### EXERCISE OBJECTIVE
Copy out, from the data, each line containing the string "MediaRef".

### DATA EXTRACT
——

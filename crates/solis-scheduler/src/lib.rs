pub mod calsync;
pub mod error;
pub mod followup;
pub mod reminder;
pub mod templates;

pub use calsync::CalendarSyncLoop;
pub use error::{Result, SchedulerError};
pub use followup::FollowUpExecutor;
pub use reminder::ReminderLoop;
//! Wire types for the WhatsApp bridge.
//!
//! The bridge posts `messages.upsert` / `messages.update` / `connection.update`
//! events; the structs here mirror its JSON. `InboundEvent` is the normalized
//! shape handed to the orchestrator after intake validation.

use chrono::{DateTime, Utc};
use serde::{Deserialize, Serialize};

use solis_core::types::{ContentType, Phone};

/// Raw webhook body from the bridge.
#[derive(Debug, Clone, Deserialize)]
pub struct WebhookPayload {
    pub event: String,
    #[serde(default)]
    pub instance: String,
    pub data: Option<EventData>,
}

#[derive(Debug, Clone, Deserialize)]
#[serde(rename_all = "camelCase")]
pub struct EventData {
    pub key: MessageKey,
    #[serde(default)]
    pub push_name: Option<String>,
    pub message: Option<MessageContent>,
    #[serde(default)]
    pub message_timestamp: Option<i64>,
}

#[derive(Debug, Clone, Deserialize)]
#[serde(rename_all = "camelCase")]
pub struct MessageKey {
    pub remote_jid: String,
    #[serde(default)]
    pub from_me: bool,
    pub id: String,
}

/// The bridge nests content under one key per message kind.
#[derive(Debug, Clone, Default, Deserialize)]
#[serde(rename_all = "camelCase")]
pub struct MessageContent {
    pub conversation: Option<String>,
    pub extended_text_message: Option<ExtendedText>,
    pub image_message: Option<MediaMessage>,
    pub audio_message: Option<MediaMessage>,
    pub document_message: Option<MediaMessage>,
    pub reaction_message: Option<ReactionMessage>,
}

#[derive(Debug, Clone, Deserialize)]
pub struct ExtendedText {
    pub text: String,
}

#[derive(Debug, Clone, Deserialize)]
#[serde(rename_all = "camelCase")]
pub struct MediaMessage {
    pub url: Option<String>,
    pub mimetype: Option<String>,
    pub caption: Option<String>,
    /// Some bridge builds inline small payloads.
    pub base64: Option<String>,
    pub file_length: Option<u64>,
}

#[derive(Debug, Clone, Deserialize)]
#[serde(rename_all = "camelCase")]
pub struct ReactionMessage {
    pub text: String,
    pub key: Option<MessageKey>,
}

/// Where a piece of media can be fetched from, in preference order:
/// raw bytes, then base64, then a local path, then the authenticated URL.
#[derive(Debug, Clone, Default, Serialize, Deserialize)]
#[serde(default)]
pub struct MediaRef {
    pub mime: Option<String>,
    pub caption: Option<String>,
    /// Already-decoded bytes, when a caller hands them over directly.
    pub bytes: Option<Vec<u8>>,
    /// Inline base64 payload, when the bridge included one.
    pub base64: Option<String>,
    /// Local filesystem path (test fixtures, CLI ingestion).
    pub local_path: Option<String>,
    /// Gateway-hosted URL; must be fetched with the bridge auth token.
    pub url: Option<String>,
}

/// Normalized inbound event, after intake validation and dedupe.
#[derive(Debug, Clone)]
pub struct InboundEvent {
    pub phone: Phone,
    pub push_name: Option<String>,
    pub content_type: ContentType,
    pub text: Option<String>,
    pub media: Option<MediaRef>,
    pub gateway_message_id: String,
    pub server_ts: DateTime<Utc>,
}

impl WebhookPayload {
    /// Normalize a `messages.upsert` into an `InboundEvent`.
    ///
    /// Returns `None` for events we deliberately ignore: non-upsert events,
    /// echoes of our own sends (`fromMe`), and empty bodies.
    pub fn into_inbound(self) -> Option<InboundEvent> {
        if self.event != "messages.upsert" {
            return None;
        }
        let data = self.data?;
        if data.key.from_me {
            return None;
        }
        let message = data.message?;
        let server_ts = data
            .message_timestamp
            .and_then(|secs| DateTime::<Utc>::from_timestamp(secs, 0))
            .unwrap_or_else(Utc::now);

        let phone = Phone::from_jid(&data.key.remote_jid);
        let base = InboundEvent {
            phone,
            push_name: data.push_name,
            content_type: ContentType::Text,
            text: None,
            media: None,
            gateway_message_id: data.key.id,
            server_ts,
        };

        if let Some(text) = message.conversation {
            return Some(InboundEvent {
                text: Some(text),
                ..base
            });
        }
        if let Some(ext) = message.extended_text_message {
            return Some(InboundEvent {
                text: Some(ext.text),
                ..base
            });
        }
        if let Some(img) = message.image_message {
            return Some(InboundEvent {
                content_type: ContentType::Image,
                text: img.caption.clone(),
                media: Some(media_ref(img)),
                ..base
            });
        }
        if let Some(audio) = message.audio_message {
            return Some(InboundEvent {
                content_type: ContentType::Audio,
                text: None,
                media: Some(media_ref(audio)),
                ..base
            });
        }
        if let Some(doc) = message.document_message {
            return Some(InboundEvent {
                content_type: ContentType::Document,
                text: doc.caption.clone(),
                media: Some(media_ref(doc)),
                ..base
            });
        }
        if let Some(reaction) = message.reaction_message {
            return Some(InboundEvent {
                content_type: ContentType::Reaction,
                text: Some(reaction.text),
                ..base
            });
        }
        None
    }
}

fn media_ref(m: MediaMessage) -> MediaRef {
    MediaRef {
        mime: m.mimetype,
        caption: m.caption,
        base64: m.base64,
        url: m.url,
        ..Default::default()
    }
}

#[cfg(test)]
mod tests {
    use super::*;

    fn upsert(body: serde_json::Value) -> WebhookPayload {
        serde_json::from_value(body).unwrap()
    }

    #[test]
    fn text_message_normalizes() {
        let payload = upsert(serde_json::json!({
            "event": "messages.upsert",
            "instance": "main",
            "data": {
                "key": {"remoteJid": "5581999999999@s.whatsapp.net", "fromMe": false, "id": "ABC1"},
                "pushName": "João",
                "message": {"conversation": "Oi, quero saber sobre energia solar"},
                "messageTimestamp": 1749550000
            }
        }));
        let ev = payload.into_inbound().unwrap();
        assert_eq!(ev.phone.as_str(), "+5581999999999");
        assert_eq!(ev.content_type, ContentType::Text);
        assert_eq!(ev.text.as_deref(), Some("Oi, quero saber sobre energia solar"));
        assert_eq!(ev.gateway_message_id, "ABC1");
    }

    #[test]
    fn own_echo_is_dropped() {
        let payload = upsert(serde_json::json!({
            "event": "messages.upsert",
            "data": {
                "key": {"remoteJid": "1@s.whatsapp.net", "fromMe": true, "id": "SELF"},
                "message": {"conversation": "echo"}
            }
        }));
        assert!(payload.into_inbound().is_none());
    }

    #[test]
    fn non_upsert_event_is_dropped() {
        let payload = upsert(serde_json::json!({
            "event": "connection.update",
            "data": null
        }));
        assert!(payload.into_inbound().is_none());
    }

    #[test]
    fn image_with_caption_keeps_both() {
        let payload = upsert(serde_json::json!({
            "event": "messages.upsert",
            "data": {
                "key": {"remoteJid": "2@s.whatsapp.net", "fromMe": false, "id": "IMG1"},
                "message": {"imageMessage": {
                    "url": "https://bridge/media/IMG1",
                    "mimetype": "image/png",
                    "caption": "minha conta"
                }}
            }
        }));
        let ev = payload.into_inbound().unwrap();
        assert_eq!(ev.content_type, ContentType::Image);
        assert_eq!(ev.text.as_deref(), Some("minha conta"));
        let media = ev.media.unwrap();
        assert_eq!(media.url.as_deref(), Some("https://bridge/media/IMG1"));
        assert_eq!(media.mime.as_deref(), Some("image/png"));
    }

    #[test]
    fn reaction_normalizes() {
        let payload = upsert(serde_json::json!({
            "event": "messages.upsert",
            "data": {
                "key": {"remoteJid": "3@s.whatsapp.net", "fromMe": false, "id": "R1"},
                "message": {"reactionMessage": {"text": "👍"}}
            }
        }));
        let ev = payload.into_inbound().unwrap();
        assert_eq!(ev.content_type, ContentType::Reaction);
        assert_eq!(ev.text.as_deref(), Some("👍"));
    }
}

——

### SOLUTION FOR THIS EXERCISE
pub struct MediaRef {
    pub media: Option<MediaRef>,
fn media_ref(m: MediaMessage) -> MediaRef {
    MediaRef {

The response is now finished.